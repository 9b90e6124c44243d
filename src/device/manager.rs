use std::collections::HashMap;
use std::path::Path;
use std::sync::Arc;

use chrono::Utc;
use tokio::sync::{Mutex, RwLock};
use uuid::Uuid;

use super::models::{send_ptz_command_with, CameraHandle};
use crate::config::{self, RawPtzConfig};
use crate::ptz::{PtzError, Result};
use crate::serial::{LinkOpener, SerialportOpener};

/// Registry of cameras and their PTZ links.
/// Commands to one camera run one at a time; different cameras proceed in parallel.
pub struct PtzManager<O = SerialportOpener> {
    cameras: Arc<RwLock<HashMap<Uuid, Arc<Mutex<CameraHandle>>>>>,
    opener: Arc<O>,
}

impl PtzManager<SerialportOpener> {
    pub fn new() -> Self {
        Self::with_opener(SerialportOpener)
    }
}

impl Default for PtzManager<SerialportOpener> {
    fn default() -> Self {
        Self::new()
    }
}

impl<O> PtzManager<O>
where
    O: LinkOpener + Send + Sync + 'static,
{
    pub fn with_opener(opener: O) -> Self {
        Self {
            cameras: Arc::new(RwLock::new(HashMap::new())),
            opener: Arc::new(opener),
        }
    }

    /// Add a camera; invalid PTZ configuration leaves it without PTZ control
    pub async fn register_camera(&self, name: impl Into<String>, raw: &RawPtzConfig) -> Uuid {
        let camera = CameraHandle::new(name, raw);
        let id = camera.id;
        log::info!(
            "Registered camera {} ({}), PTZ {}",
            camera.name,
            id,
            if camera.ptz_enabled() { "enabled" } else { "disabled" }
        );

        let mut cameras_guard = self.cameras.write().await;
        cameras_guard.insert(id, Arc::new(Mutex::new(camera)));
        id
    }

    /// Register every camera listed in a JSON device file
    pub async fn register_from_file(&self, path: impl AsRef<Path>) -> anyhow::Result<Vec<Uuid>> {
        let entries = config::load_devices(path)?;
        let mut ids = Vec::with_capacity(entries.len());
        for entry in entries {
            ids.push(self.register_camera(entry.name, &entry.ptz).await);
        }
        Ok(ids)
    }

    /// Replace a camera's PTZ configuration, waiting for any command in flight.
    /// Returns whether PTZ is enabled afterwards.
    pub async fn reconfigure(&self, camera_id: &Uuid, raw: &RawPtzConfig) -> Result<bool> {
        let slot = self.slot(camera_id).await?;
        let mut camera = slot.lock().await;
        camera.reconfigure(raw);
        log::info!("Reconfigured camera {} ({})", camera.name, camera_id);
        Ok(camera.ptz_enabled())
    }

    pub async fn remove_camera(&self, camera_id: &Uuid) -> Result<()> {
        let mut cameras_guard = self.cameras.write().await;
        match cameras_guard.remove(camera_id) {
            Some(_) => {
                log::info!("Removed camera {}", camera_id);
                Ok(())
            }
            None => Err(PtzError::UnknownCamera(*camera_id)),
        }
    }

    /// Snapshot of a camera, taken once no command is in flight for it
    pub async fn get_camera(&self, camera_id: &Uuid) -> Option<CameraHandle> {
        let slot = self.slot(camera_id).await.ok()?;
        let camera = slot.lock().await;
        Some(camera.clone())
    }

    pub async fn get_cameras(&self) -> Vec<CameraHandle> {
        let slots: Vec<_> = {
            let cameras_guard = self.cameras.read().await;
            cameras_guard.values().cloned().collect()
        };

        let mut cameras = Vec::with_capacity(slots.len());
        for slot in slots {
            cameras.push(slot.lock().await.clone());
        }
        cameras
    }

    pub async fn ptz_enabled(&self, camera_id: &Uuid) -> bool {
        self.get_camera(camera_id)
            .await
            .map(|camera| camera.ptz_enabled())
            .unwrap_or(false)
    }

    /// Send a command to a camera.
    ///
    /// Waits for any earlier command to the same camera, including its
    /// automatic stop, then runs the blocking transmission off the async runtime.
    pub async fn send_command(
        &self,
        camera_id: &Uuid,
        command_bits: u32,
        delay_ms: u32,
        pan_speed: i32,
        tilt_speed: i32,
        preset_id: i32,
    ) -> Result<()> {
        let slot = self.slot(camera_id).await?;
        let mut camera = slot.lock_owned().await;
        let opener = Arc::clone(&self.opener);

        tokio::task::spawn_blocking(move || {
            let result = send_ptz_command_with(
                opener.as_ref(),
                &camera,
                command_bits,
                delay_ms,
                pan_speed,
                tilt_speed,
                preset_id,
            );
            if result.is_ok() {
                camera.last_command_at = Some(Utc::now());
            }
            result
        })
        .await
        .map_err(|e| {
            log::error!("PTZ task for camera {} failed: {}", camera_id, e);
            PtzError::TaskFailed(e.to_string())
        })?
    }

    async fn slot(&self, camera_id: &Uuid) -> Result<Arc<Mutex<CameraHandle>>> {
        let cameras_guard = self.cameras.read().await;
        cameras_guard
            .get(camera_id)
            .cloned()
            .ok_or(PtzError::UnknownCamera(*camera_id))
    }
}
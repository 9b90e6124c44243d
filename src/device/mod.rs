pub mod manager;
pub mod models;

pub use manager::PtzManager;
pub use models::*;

__Exercise description__.
Each entry shown above should be transcribed exactly as written.

__Exercise solution__.
repository 9b90e6124c44243d
filename src/device/manager.rs
use std::collections::HashMap;
use std::path::Path;
use std::sync::Arc;

use chrono::Utc;
use tokio::sync::{Mutex, RwLock};
use uuid::Uuid;

use super::models::{send_ptz_command_with, CameraHandle};
use crate::config::{self, RawPtzConfig};
use crate::ptz::{PtzError, Result};
use crate::serial::{LinkOpener, SerialportOpener};

/// Registry of cameras and their PTZ links.
/// Commands to one camera run one at a time; different cameras proceed in parallel.
pub struct PtzManager<O = SerialportOpener> {
    cameras: Arc<RwLock<HashMap<Uuid, Arc<Mutex<CameraHandle>>>>>,
    opener: Arc<O>,
}

impl PtzManager<SerialportOpener> {
    pub fn new() -> Self {
        Self::with_opener(SerialportOpener)
    }
}

impl Default for PtzManager<SerialportOpener> {
    fn default() -> Self {
        Self::new()
    }
}

impl<O> PtzManager<O>
where
    O: LinkOpener + Send + Sync + 'static,
{
    pub fn with_opener(opener: O) -> Self {
        Self {
            cameras: Arc::new(RwLock::new(HashMap::new())),
            opener: Arc::new(opener),
        }
    }

    /// Add a camera; invalid PTZ configuration leaves it without PTZ control
    pub async fn register_camera(&self, name: impl Into<String>, raw: &RawPtzConfig) -> Uuid {
        let camera = CameraHandle::new(name, raw);
        let id = camera.id;
        log::info!(
            "Registered camera {} ({}), PTZ {}",
            camera.name,
            id,
            if camera.ptz_enabled() { "enabled" } else { "disabled" }
        );

        let mut cameras_guard = self.cameras.write().await;
        cameras_guard.insert(id, Arc::new(Mutex::new(camera)));
        id
    }

    /// Register every camera listed in a JSON device file
    pub async fn register_from_file(&self, path: impl AsRef<Path>) -> anyhow::Result<Vec<Uuid>> {
        let entries = config::load_devices(path)?;
        let mut ids = Vec::with_capacity(entries.len());
        for entry in entries {
            ids.push(self.register_camera(entry.name, &entry.ptz).await);
        }
        Ok(ids)
    }

    /// Replace a camera's PTZ configuration, waiting for any command in flight.
    /// Returns whether PTZ is enabled afterwards.
    pub async fn reconfigure(&self, camera_id: &Uuid, raw: &RawPtzConfig) -> Result<bool> {
        let slot = self.slot(camera_id).await?;
        let mut camera = slot.lock().await;
        camera.reconfigure(raw);
        log::info!("Reconfigured camera {} ({})", camera.name, camera_id);
        Ok(camera.ptz_enabled())
    }

    pub async fn remove_camera(&self, camera_id: &Uuid) -> Result<()> {
        let mut cameras_guard = self.cameras.write().await;
        match cameras_guard.remove(camera_id) {
            Some(_) => {
                log::info!("Removed camera {}", camera_id);
                Ok(())
            }
            None => Err(PtzError::UnknownCamera(*camera_id)),
        }
    }

    /// Snapshot of a camera, taken once no command is in flight for it
    pub async fn get_camera(&self, camera_id: &Uuid) -> Option<CameraHandle> {
        let slot = self.slot(camera_id).await.ok()?;
        let camera = slot.lock().await;
        Some(camera.clone())
    }

    pub async fn get_cameras(&self) -> Vec<CameraHandle> {
        let slots: Vec<_> = {
            let cameras_guard = self.cameras.read().await;
            cameras_guard.values().cloned().collect()
        };

        let mut cameras = Vec::with_capacity(slots.len());
        for slot in slots {
            cameras.push(slot.lock().await.clone());
        }
        cameras
    }

    pub async fn ptz_enabled(&self, camera_id: &Uuid) -> bool {
        self.get_camera(camera_id)
            .await
            .map(|camera| camera.ptz_enabled())
            .unwrap_or(false)
    }

    /// Send a command to a camera.
    ///
    /// Waits for any earlier command to the same camera, including its
    /// automatic stop, then runs the blocking transmission off the async runtime.
    pub async fn send_command(
        &self,
        camera_id: &Uuid,
        command_bits: u32,
        delay_ms: u32,
        pan_speed: i32,
        tilt_speed: i32,
        preset_id: i32,
    ) -> Result<()> {
        let slot = self.slot(camera_id).await?;
        let mut camera = slot.lock_owned().await;
        let opener = Arc::clone(&self.opener);

        tokio::task::spawn_blocking(move || {
            let result = send_ptz_command_with(
                opener.as_ref(),
                &camera,
                command_bits,
                delay_ms,
                pan_speed,
                tilt_speed,
                preset_id,
            );
            if result.is_ok() {
                camera.last_command_at = Some(Utc::now());
            }
            result
        })
        .await
        .map_err(|e| {
            log::error!("PTZ task for camera {} failed: {}", camera_id, e);
            PtzError::TaskFailed(e.to_string())
        })?
    }

    async fn slot(&self, camera_id: &Uuid) -> Result<Arc<Mutex<CameraHandle>>> {
        let cameras_guard = self.cameras.read().await;
        cameras_guard
            .get(camera_id)
            .cloned()
            .ok_or(PtzError::UnknownCamera(*camera_id))
    }
}
repository 9b90e6124c44243d
filename src/device/mod.rs
pub mod manager;
pub mod models;

pub use manager::PtzManager;
pub use models::*;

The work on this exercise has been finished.